Doze a 18 horas de trabalho por dia em ambientes ruidosos durante 28 anos - os primeiros 10 anos em marcenaria e depois na estrada como motorista de caminhão. O resultado: perda auditiva já detectada. Este é um caso pesquisado pela estudante de fonoaudiologia Camila Gonçalves do Nascimento, da Unopar, que mostra como o tempo de exposição a ruído está diretamente relacionado a perda auditiva induzida pelo ruído (PAIR).
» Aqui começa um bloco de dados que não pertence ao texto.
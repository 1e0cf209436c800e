use std::path::Path;

/// Derive the canonical filesystem-safe slug for a display name.
///
/// Pure function: trim, lowercase, fold common Latin diacritics to ASCII,
/// collapse every run of non-alphanumeric characters into a single hyphen and
/// strip leading/trailing hyphens. May return an empty string for names with
/// no usable characters; callers must treat that as invalid.
pub fn derive(display_name: &str) -> String {
    let mut out = String::with_capacity(display_name.len());
    let mut pending_separator = false;

    for c in display_name.trim().chars() {
        let folded = fold_char(c);
        if folded.is_empty() {
            // Non-alphanumeric: remember that a separator is due, but only
            // emit it once the next alphanumeric character arrives.
            if !out.is_empty() {
                pending_separator = true;
            }
            continue;
        }
        if pending_separator {
            out.push('-');
            pending_separator = false;
        }
        out.push_str(&folded);
    }

    out
}

/// Check whether a client with this slug already exists under `clients_dir`.
///
/// The directory is the uniqueness oracle: a slug is taken exactly when its
/// client directory is present.
pub fn exists(clients_dir: &Path, slug: &str) -> bool {
    clients_dir.join(slug).is_dir()
}

/// Lowercase and transliterate a single character, or return "" for
/// characters that act as separators.
fn fold_char(c: char) -> String {
    if c.is_ascii_alphanumeric() {
        return c.to_ascii_lowercase().to_string();
    }
    // Common Latin diacritics; anything else non-ASCII collapses to a separator.
    let folded = match c {
        'à' | 'á' | 'â' | 'ã' | 'ä' | 'å' | 'À' | 'Á' | 'Â' | 'Ã' | 'Ä' | 'Å' => "a",
        'è' | 'é' | 'ê' | 'ë' | 'È' | 'É' | 'Ê' | 'Ë' => "e",
        'ì' | 'í' | 'î' | 'ï' | 'Ì' | 'Í' | 'Î' | 'Ï' => "i",
        'ò' | 'ó' | 'ô' | 'õ' | 'ö' | 'Ò' | 'Ó' | 'Ô' | 'Õ' | 'Ö' => "o",
        'ù' | 'ú' | 'û' | 'ü' | 'Ù' | 'Ú' | 'Û' | 'Ü' => "u",
        'ý' | 'ÿ' | 'Ý' => "y",
        'ñ' | 'Ñ' => "n",
        'ç' | 'Ç' => "c",
        'ß' => "ss",
        'æ' | 'Æ' => "ae",
        'ø' | 'Ø' => "o",
        _ => "",
    };
    folded.to_string()
}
No caso deste motorista, que tem 41 anos, as queixas começaram com zumbido, principalmente na orelha esquerda, e dificuldade de entender o que os outros falam em ambientes ruidosos. ''Nesse estudo observou-se que houve perda auditiva simétrica bilateral, não só na orelha esquerda'', explica Camila. Ela lembra que a exposição ao ruído também leva a manifestações no organismo, como elevação do estado de vigilância, aumento da frequência cardíaca e respiratória, alteração da pressão arterial e da função intestinal e aumento da produção de hormônios tireoidianos e estresse.
Detectada a perda auditiva, não há tratamento. O que se faz, segundo as fonoaudiólogas Luciana Marchiori e Juliana Jandre Melo, é implantar medidas de proteção para evitar mais perdas. Há também a possibilidade do uso de próteses auditivas. ''As próteses ajudam muito, mas é preciso que o paciente tenha paciência para se acostumar'', ressalta Juliana.(C.P.)